Рерих - Максим Дубаев
Шрифт:
Интервал:
Закладка:
Спешу послать. Из… посольства никого не было. Верно, Принцесса надула. Поклон от де Прекура Ривьера, Жакена.
Целую крепко, Майчик.
Завтра — у доктора. Де Прекур Ривьер — князю [П. А. Путятину] поклон. Страшно устал — с 1 часа до 6 часов на ногах»[127].
В Париже Рерих пробыл недолго, он даже не остался на закрытие выставки, но успел побывать на первом чтении, ставшей впоследствии знаменитой, драмы Дмитрия Мережковского «Павел I», вошедшей в трилогию «Царство зверя», и познакомиться с поэтом Николаем Гумилевым. Успех Парижского салона был грандиозный, но был и скандал. Сергей Дягилев подговорил К. Е. Маковского написать разгромную статью о выставке Тенишевой. Вместо статьи 29 ноября в «Петербургской газете» вышло интервью, где среди прочего приводились такие слова К. Е. Маковского:
«Подобного безобразия я в жизни не видел… Выставка состоит из картин, написанных в каких-то серых, грязных тонах и повешенных вперемежку с разными тряпками, изделиями княгини Тенишевой»[128].
Николай Рерих был расстроен таким отзывом о своих картинах, которых на выставке было более ста тридцати, и 2 декабря 1907 года в газете «Слово» появилось другое интервью, названное журналистом Н. Г. Небуевым «Негативы». Николай Рерих отвечал Константину Егоровичу Маковскому: «Я возмущен, взбешен, хотя это на меня вовсе не походит. Бесит меня русская скверная привычка — вредить всему русскому, пользуясь для этого хотя бы клеветой… Ведь все от строки до строки неправда, что он говорит про выставку княгини Тенишевой… Не мне, конечно, говорить о достоинстве картин, выставленных там мною и Билибиным, — нас только двое, но мы представлены полно.
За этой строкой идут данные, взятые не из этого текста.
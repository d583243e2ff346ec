//! Inbound message routing: truncate, cache, notify.

use heapless::String;

use super::cache::TopicCache;
use super::traits::MessageHandler;
use crate::config::MAX_MESSAGE_LEN;

/// Longest text a cache slot holds, in bytes.
const MAX_TEXT_LEN: usize = MAX_MESSAGE_LEN - 1;

/// Turns an inbound payload into the text kept in a cache slot.
///
/// At most `MAX_MESSAGE_LEN - 1` bytes are kept and the excess is dropped
/// silently. Invalid UTF-8 sequences become U+FFFD, so a non-empty payload
/// never caches as `""`. A character split by the length limit is dropped,
/// as is a replacement character that would not fit.
pub fn truncate_payload(payload: &[u8]) -> String<MAX_MESSAGE_LEN> {
    let cut = payload.len() > MAX_TEXT_LEN;
    let kept = &payload[..payload.len().min(MAX_TEXT_LEN)];

    let mut text = String::new();
    let mut chunks = kept.utf8_chunks().peekable();
    while let Some(chunk) = chunks.next() {
        if push_within(&mut text, chunk.valid()).is_err() {
            break;
        }
        let split_at_limit = cut && chunks.peek().is_none();
        if !chunk.invalid().is_empty()
            && !split_at_limit
            && push_within(&mut text, "\u{FFFD}").is_err()
        {
            break;
        }
    }
    text
}

fn push_within(text: &mut String<MAX_MESSAGE_LEN>, s: &str) -> Result<(), ()> {
    if text.len() + s.len() > MAX_TEXT_LEN {
        return Err(());
    }
    text.push_str(s).map_err(|_| ())
}

/// Routes one inbound message.
///
/// The message is cached if `topic` is subscribed, and `handler` is called
/// either way.
pub fn route<const MAX_TOPICS: usize>(
    cache: &mut TopicCache<MAX_TOPICS>,
    handler: Option<&mut (dyn MessageHandler + '_)>,
    topic: &str,
    payload: &[u8],
) {
    let message = truncate_payload(payload);
    if payload.len() > MAX_TEXT_LEN {
        trace!("message on {} cut from {} to {} bytes", topic, payload.len(), message.len());
    }

    if !cache.record(topic, &message) {
        trace!("message on unsubscribed topic {} not cached", topic);
    }

    if let Some(handler) = handler {
        handler.on_message(topic, &message);
    }
}
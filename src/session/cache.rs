//! Fixed-capacity cache of subscribed topics and their last message.

use heapless::{String, Vec};

use crate::config::{DEFAULT_MAX_TOPICS, MAX_MESSAGE_LEN, MAX_TOPIC_LEN};

/// A subscribed topic and the last message seen on it.
///
/// An empty message means nothing has arrived yet.
#[derive(Debug, Clone, PartialEq, Eq)]
pub struct CachedTopic {
    topic: String<MAX_TOPIC_LEN>,
    last_message: String<MAX_MESSAGE_LEN>,
}

impl CachedTopic {
    pub fn topic(&self) -> &str {
        &self.topic
    }

    pub fn last_message(&self) -> &str {
        &self.last_message
    }
}

/// Where a topic would go, as decided before any transport call.
#[derive(Debug, Clone, Copy, PartialEq, Eq)]
pub enum Slot {
    /// Already cached; subscribing again is a no-op.
    Cached,
    /// Not cached and there is room for it.
    Vacant,
    /// Not cached and the cache is full.
    Full,
}

/// Topics in subscription order, at most `MAX_TOPICS` of them.
///
/// Entries are never removed. The cache owns copies of its strings, so the
/// topics passed in only need to live for the duration of a call.
///
/// # Example
///
/// ```ignore
/// let mut cache = TopicCache::<4>::new();
/// if cache.slot("device/cmd") == Slot::Vacant {
///     transport.subscribe("device/cmd").await?;
///     cache.insert("device/cmd");
/// }
/// cache.record("device/cmd", "on");
/// assert_eq!(cache.get("device/cmd"), "on");
/// ```
#[derive(Debug, Default)]
pub struct TopicCache<const MAX_TOPICS: usize = DEFAULT_MAX_TOPICS> {
    entries: Vec<CachedTopic, MAX_TOPICS>,
}

impl<const MAX_TOPICS: usize> TopicCache<MAX_TOPICS> {
    /// Create a new empty cache.
    pub fn new() -> Self {
        Self {
            entries: Vec::new(),
        }
    }

    /// Looks up where `topic` stands without changing anything.
    ///
    /// The capacity check happens here, before the transport is involved, so
    /// a full cache never leaves a broker-side subscription without a local
    /// entry.
    pub fn slot(&self, topic: &str) -> Slot {
        if self.find(topic).is_some() {
            Slot::Cached
        } else if self.entries.is_full() {
            Slot::Full
        } else {
            Slot::Vacant
        }
    }

    /// Appends `topic` with an empty message.
    ///
    /// Returns `false` if the topic is too long or the cache is full.
    /// A topic that is already cached is left as is.
    pub fn insert(&mut self, topic: &str) -> bool {
        if self.find(topic).is_some() {
            return true;
        }

        let mut owned = String::new();
        if owned.push_str(topic).is_err() {
            return false;
        }

        self.entries
            .push(CachedTopic {
                topic: owned,
                last_message: String::new(),
            })
            .is_ok()
    }

    /// Last message for `topic`, or `""` if unknown or nothing arrived yet.
    pub fn get(&self, topic: &str) -> &str {
        self.find(topic).map_or("", CachedTopic::last_message)
    }

    /// Replaces the last message of a cached topic.
    ///
    /// Messages for topics that are not cached are dropped. Returns whether
    /// the message was stored.
    pub fn record(&mut self, topic: &str, message: &str) -> bool {
        let Some(entry) = self.entries.iter_mut().find(|e| e.topic == topic) else {
            return false;
        };
        entry.last_message.clear();
        // Callers truncate first; anything longer is cut, not rejected.
        for ch in message.chars() {
            if entry.last_message.push(ch).is_err() {
                break;
            }
        }
        true
    }

    /// Get an iterator over the cached topics in subscription order.
    pub fn topics(&self) -> impl Iterator<Item = &str> {
        self.entries.iter().map(CachedTopic::topic)
    }

    /// Get an iterator over the cached entries in subscription order.
    pub fn iter(&self) -> impl Iterator<Item = &CachedTopic> {
        self.entries.iter()
    }

    pub fn contains(&self, topic: &str) -> bool {
        self.find(topic).is_some()
    }

    /// Get the number of cached topics.
    pub fn len(&self) -> usize {
        self.entries.len()
    }

    /// Check if the cache is empty.
    pub fn is_empty(&self) -> bool {
        self.entries.is_empty()
    }

    pub fn capacity(&self) -> usize {
        MAX_TOPICS
    }

    fn find(&self, topic: &str) -> Option<&CachedTopic> {
        self.entries.iter().find(|e| e.topic == topic)
    }
}
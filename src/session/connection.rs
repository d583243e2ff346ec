//! Connect and reconnect sequencing.
//!
//! The manager owns the transport together with everything needed to bring
//! a dropped connection back: broker address, credentials and will. The
//! topic cache and the reconnect hook are lent to it by the session for the
//! duration of a reconnect.

use super::cache::TopicCache;
use super::traits::{MqttTransport, ReconnectHandler};
use crate::config::{CLIENT_ID, ConnectionConfig, WillConfig};
use crate::error::SessionError;

/// Drives a transport through the Disconnected/Connected cycle.
pub struct ConnectionManager<T> {
    transport: T,
    config: Option<ConnectionConfig>,
    will: Option<WillConfig>,
}

impl<T: MqttTransport> ConnectionManager<T> {
    pub fn new(transport: T) -> Self {
        Self {
            transport,
            config: None,
            will: None,
        }
    }

    /// Stores the broker settings and makes a first connection attempt.
    ///
    /// The settings are kept even if the attempt fails, so a later
    /// `reconnect` retries the same broker.
    pub async fn connect<const MAX_TOPICS: usize>(
        &mut self,
        config: ConnectionConfig,
        cache: &TopicCache<MAX_TOPICS>,
        hook: Option<&mut (dyn ReconnectHandler + '_)>,
    ) -> Result<(), SessionError<T::Error>> {
        self.transport.set_target(config.host(), config.port());
        self.config = Some(config);
        self.reconnect(cache, hook).await
    }

    /// Brings the connection back up if it is down.
    ///
    /// Makes exactly one attempt. On success every cached topic is
    /// subscribed again in subscription order and `hook` runs afterwards.
    /// Resubscription is best effort: a failed resubscribe is logged and the
    /// remaining topics are still tried.
    pub async fn reconnect<const MAX_TOPICS: usize>(
        &mut self,
        cache: &TopicCache<MAX_TOPICS>,
        hook: Option<&mut (dyn ReconnectHandler + '_)>,
    ) -> Result<(), SessionError<T::Error>> {
        if self.transport.is_connected() {
            return Ok(());
        }
        let Some(config) = &self.config else {
            warn!("reconnect requested before connect");
            return Err(SessionError::NotConfigured);
        };

        info!("Connecting to MQTT {}:{} ...", config.host(), config.port());

        if let Some(will) = &self.will {
            self.transport.configure_will(Some(will));
        }

        if let Err(err) = self
            .transport
            .connect(CLIENT_ID, config.credentials())
            .await
        {
            warn!("MQTT connect failed rc={}", self.transport.last_error_code());
            return Err(SessionError::Connect(err));
        }
        info!("MQTT connected");

        for topic in cache.topics() {
            match self.transport.subscribe(topic).await {
                Ok(()) => debug!("Resubscribed to {}", topic),
                Err(_) => warn!(
                    "resubscribe to {} failed rc={}",
                    topic,
                    self.transport.last_error_code()
                ),
            }
        }

        if let Some(hook) = hook {
            hook.on_reconnect();
        }
        Ok(())
    }

    pub async fn disconnect(&mut self) {
        self.transport.disconnect().await;
        info!("MQTT disconnected");
    }

    pub fn connected(&self) -> bool {
        self.transport.is_connected()
    }

    /// Replaces the will applied on the next connect attempt.
    pub fn set_will(&mut self, will: WillConfig) {
        self.will = Some(will);
    }

    pub fn transport(&self) -> &T {
        &self.transport
    }

    pub fn transport_mut(&mut self) -> &mut T {
        &mut self.transport
    }
}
Но я считаю долгом отметить, насколько французы заинтересованы нами. И у меня, и у Билибина французское правительство купило по картине для музея Люксембургского. Купило в конце года, в декабре, когда обычно никаких покупок не делается… Из тенишевских „тряпок“ в первый же день продано на 3000 франков. Да публикой куплено в первый день у меня 10 картин, а у Билибина — 8. Подобного успеха никто из участников не ожидал. Да и не мог ожидать… Исполать ей [Тенишевой] за то русское дело, которое она совершает на чужбине, не слыша от своих соотечественников ничего, кроме непонятной, ни на чем не основанной травли… Из истории русского искусства Талашкина не выкинуть. Особенно теперь, когда оно так нашумело в Париже»[129].
В это время Е. К. Святополк-Четвертинская, подруга княгини Тенишевой, писала Н. К. Рериху об успехе выставки:
«9/22 декабря 1907 г. Париж
…Последние новости — это, что три дня назад приезжал посол с г. Нелидовой. На выставке много народу. Вышивки все распроданы. Через неделю закрытие… Вообще, французы довольны этой выставкой, говорят „не банально“… Вот Билибина совсем не заметили на выставке Дягилева, а теперь говорят, что его значение будет как Walter Crane'а…»[130]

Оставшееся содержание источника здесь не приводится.